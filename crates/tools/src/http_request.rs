//! HTTP request tool — fetch a URL and return the response.

use async_trait::async_trait;
use ferrobot_core::error::ToolError;
use ferrobot_core::tool::{Tool, ToolResult};
use std::collections::HashMap;
use std::time::Duration;
use tracing::debug;

/// Maximum response body returned to the model, to keep context bounded.
const MAX_BODY_BYTES: usize = 100 * 1024;

pub struct HttpRequestTool {
    client: reqwest::Client,
}

impl HttpRequestTool {
    pub fn new() -> Self {
        Self {
            client: reqwest::Client::new(),
        }
    }
}

impl Default for HttpRequestTool {
    fn default() -> Self {
        Self::new()
    }
}

#[async_trait]
impl Tool for HttpRequestTool {
    fn name(&self) -> &str {
        "http_request"
    }

    fn description(&self) -> &str {
        "Make an HTTP request to a URL. Supports GET, POST, PUT, PATCH, and DELETE methods. \
         Returns the response status and body."
    }

    fn parameters_schema(&self) -> serde_json::Value {
        serde_json::json!({
            "type": "object",
            "properties": {
                "url": {
                    "type": "string",
                    "description": "The URL to send the request to"
                },
                "method": {
                    "type": "string",
                    "description": "HTTP method (GET, POST, PUT, PATCH, DELETE). Defaults to GET.",
                    "enum": ["GET", "POST", "PUT", "PATCH", "DELETE"],
                    "default": "GET"
                },
                "headers": {
                    "type": "object",
                    "description": "Optional HTTP headers as key-value pairs",
                    "additionalProperties": { "type": "string" }
                },
                "body": {
                    "type": "string",
                    "description": "Optional request body (for POST, PUT, PATCH)"
                },
                "timeout_secs": {
                    "type": "integer",
                    "description": "Request timeout in seconds (default 30)",
                    "default": 30
                }
            },
            "required": ["url"]
        })
    }

    async fn execute(&self, arguments: serde_json::Value) -> Result<ToolResult, ToolError> {
        let url = arguments["url"]
            .as_str()
            .ok_or_else(|| ToolError::InvalidArguments("Missing 'url' argument".into()))?;

        let method = arguments["method"].as_str().unwrap_or("GET").to_uppercase();

        if !matches!(method.as_str(), "GET" | "POST" | "PUT" | "PATCH" | "DELETE") {
            return Err(ToolError::InvalidArguments(format!(
                "Invalid HTTP method: {method}. Must be GET, POST, PUT, PATCH, or DELETE."
            )));
        }

        if !url.starts_with("http://") && !url.starts_with("https://") {
            return Err(ToolError::InvalidArguments(
                "URL must start with http:// or https://".into(),
            ));
        }

        let headers: HashMap<String, String> = arguments
            .get("headers")
            .and_then(|h| serde_json::from_value(h.clone()).ok())
            .unwrap_or_default();

        let body = arguments["body"].as_str().map(|s| s.to_string());
        let timeout_secs = arguments["timeout_secs"].as_u64().unwrap_or(30);

        debug!(url, method = %method, "Sending HTTP request");

        let mut request = match method.as_str() {
            "POST" => self.client.post(url),
            "PUT" => self.client.put(url),
            "PATCH" => self.client.patch(url),
            "DELETE" => self.client.delete(url),
            _ => self.client.get(url),
        }
        .timeout(Duration::from_secs(timeout_secs));

        for (key, value) in &headers {
            request = request.header(key, value);
        }
        if let Some(body) = body {
            request = request.body(body);
        }

        let response = match request.send().await {
            Ok(resp) => resp,
            Err(e) => return Ok(ToolResult::error(format!("Request failed: {e}"))),
        };

        let status = response.status();
        let text = match response.text().await {
            Ok(t) => t,
            Err(e) => return Ok(ToolResult::error(format!("Failed to read response: {e}"))),
        };

        let truncated = if text.len() > MAX_BODY_BYTES {
            let mut end = MAX_BODY_BYTES;
            while !text.is_char_boundary(end) {
                end -= 1;
            }
            format!("{}\n... (truncated, {} bytes total)", &text[..end], text.len())
        } else {
            text
        };

        let output = format!("HTTP {}\n{truncated}", status.as_u16());
        Ok(if status.is_success() {
            ToolResult::ok(output)
        } else {
            ToolResult::error(output)
        })
    }
}

#[cfg(test)]
mod tests {
    use super::*;

    #[test]
    fn tool_definition() {
        let tool = HttpRequestTool::new();
        assert_eq!(tool.name(), "http_request");
        let schema = tool.parameters_schema();
        assert_eq!(schema["required"], serde_json::json!(["url"]));
        assert!(schema["properties"]["method"].is_object());
    }

    #[tokio::test]
    async fn missing_url_returns_error() {
        let tool = HttpRequestTool::new();
        let result = tool.execute(serde_json::json!({})).await;
        assert!(result.is_err());
    }

    #[tokio::test]
    async fn invalid_url_scheme_returns_error() {
        let tool = HttpRequestTool::new();
        let result = tool
            .execute(serde_json::json!({ "url": "ftp://files.example.com" }))
            .await;
        assert!(result.is_err());
    }

    #[tokio::test]
    async fn invalid_method_returns_error() {
        let tool = HttpRequestTool::new();
        let result = tool
            .execute(serde_json::json!({
                "url": "https://example.com",
                "method": "TRACE"
            }))
            .await;
        assert!(result.is_err());
    }

    #[tokio::test]
    async fn unreachable_host_is_error_text_not_fault() {
        let tool = HttpRequestTool::new();
        let result = tool
            .execute(serde_json::json!({
                "url": "http://127.0.0.1:1",
                "timeout_secs": 2
            }))
            .await
            .unwrap();
        assert!(!result.success);
        assert!(result.output.contains("Request failed"));
    }
}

**What this task involves**
All of the data above needs to be written out again, exactly.

**Response box**
filename crates/tools/src/http_request.rs
//! HTTP request tool — fetch a URL and return the response.

use async_trait::async_trait;
use ferrobot_core::error::ToolError;
use ferrobot_core::tool::{Tool, ToolResult};
use std::collections::HashMap;
use std::time::Duration;
use tracing::debug;

/// Maximum response body returned to the model, to keep context bounded.
const MAX_BODY_BYTES: usize = 100 * 1024;

pub struct HttpRequestTool {
    client: reqwest::Client,
}

impl HttpRequestTool {
    pub fn new() -> Self {
        Self {
            client: reqwest::Client::new(),
        }
    }
}

impl Default for HttpRequestTool {
    fn default() -> Self {
        Self::new()
    }
}

#[async_trait]
impl Tool for HttpRequestTool {
    fn name(&self) -> &str {
        "http_request"
    }

    fn description(&self) -> &str {
        "Make an HTTP request to a URL. Supports GET, POST, PUT, PATCH, and DELETE methods. \
         Returns the response status and body."
    }

    fn parameters_schema(&self) -> serde_json::Value {
        serde_json::json!({
            "type": "object",
            "properties": {
                "url": {
                    "type": "string",
                    "description": "The URL to send the request to"
                },
                "method": {
                    "type": "string",
                    "description": "HTTP method (GET, POST, PUT, PATCH, DELETE). Defaults to GET.",
                    "enum": ["GET", "POST", "PUT", "PATCH", "DELETE"],
                    "default": "GET"
                },
                "headers": {
                    "type": "object",
                    "description": "Optional HTTP headers as key-value pairs",
                    "additionalProperties": { "type": "string" }
                },
                "body": {
                    "type": "string",
                    "description": "Optional request body (for POST, PUT, PATCH)"
                },
                "timeout_secs": {
                    "type": "integer",
                    "description": "Request timeout in seconds (default 30)",
                    "default": 30
                }
            },
            "required": ["url"]
        })
    }

    async fn execute(&self, arguments: serde_json::Value) -> Result<ToolResult, ToolError> {
        let url = arguments["url"]
            .as_str()
            .ok_or_else(|| ToolError::InvalidArguments("Missing 'url' argument".into()))?;

        let method = arguments["method"].as_str().unwrap_or("GET").to_uppercase();

        if !matches!(method.as_str(), "GET" | "POST" | "PUT" | "PATCH" | "DELETE") {
            return Err(ToolError::InvalidArguments(format!(
                "Invalid HTTP method: {method}. Must be GET, POST, PUT, PATCH, or DELETE."
            )));
        }

        if !url.starts_with("http://") && !url.starts_with("https://") {
            return Err(ToolError::InvalidArguments(
                "URL must start with http:// or https://".into(),
            ));
        }

        let headers: HashMap<String, String> = arguments
            .get("headers")
            .and_then(|h| serde_json::from_value(h.clone()).ok())
            .unwrap_or_default();

        let body = arguments["body"].as_str().map(|s| s.to_string());
        let timeout_secs = arguments["timeout_secs"].as_u64().unwrap_or(30);

        debug!(url, method = %method, "Sending HTTP request");

        let mut request = match method.as_str() {
            "POST" => self.client.post(url),
            "PUT" => self.client.put(url),
            "PATCH" => self.client.patch(url),
            "DELETE" => self.client.delete(url),
            _ => self.client.get(url),
        }
        .timeout(Duration::from_secs(timeout_secs));

        for (key, value) in &headers {
            request = request.header(key, value);
        }
        if let Some(body) = body {
            request = request.body(body);
        }

        let response = match request.send().await {
            Ok(resp) => resp,
            Err(e) => return Ok(ToolResult::error(format!("Request failed: {e}"))),
        };

        let status = response.status();
        let text = match response.text().await {
            Ok(t) => t,
            Err(e) => return Ok(ToolResult::error(format!("Failed to read response: {e}"))),
        };

        let truncated = if text.len() > MAX_BODY_BYTES {
            let mut end = MAX_BODY_BYTES;
            while !text.is_char_boundary(end) {
                end -= 1;
            }
            format!("{}\n... (truncated, {} bytes total)", &text[..end], text.len())
        } else {
            text
        };

        let output = format!("HTTP {}\n{truncated}", status.as_u16());
        Ok(if status.is_success() {
            ToolResult::ok(output)
        } else {
            ToolResult::error(output)
        })
    }
}

#[cfg(test)]
mod tests {
    use super::*;

    #[test]
    fn tool_definition() {
        let tool = HttpRequestTool::new();
        assert_eq!(tool.name(), "http_request");
        let schema = tool.parameters_schema();
        assert_eq!(schema["required"], serde_json::json!(["url"]));
        assert!(schema["properties"]["method"].is_object());
    }

    #[tokio::test]
    async fn missing_url_returns_error() {
        let tool = HttpRequestTool::new();
        let result = tool.execute(serde_json::json!({})).await;
        assert!(result.is_err());
    }

    #[tokio::test]
    async fn invalid_url_scheme_returns_error() {
        let tool = HttpRequestTool::new();
        let result = tool
            .execute(serde_json::json!({ "url": "ftp://files.example.com" }))
            .await;
        assert!(result.is_err());
    }

    #[tokio::test]
    async fn invalid_method_returns_error() {
        let tool = HttpRequestTool::new();
        let result = tool
            .execute(serde_json::json!({
                "url": "https://example.com",
                "method": "TRACE"
            }))
            .await;
        assert!(result.is_err());
    }

    #[tokio::test]
    async fn unreachable_host_is_error_text_not_fault() {
        let tool = HttpRequestTool::new();
        let result = tool
            .execute(serde_json::json!({
                "url": "http://127.0.0.1:1",
                "timeout_secs": 2
            }))
            .await
            .unwrap();
        assert!(!result.success);
        assert!(result.output.contains("Request failed"));
    }
}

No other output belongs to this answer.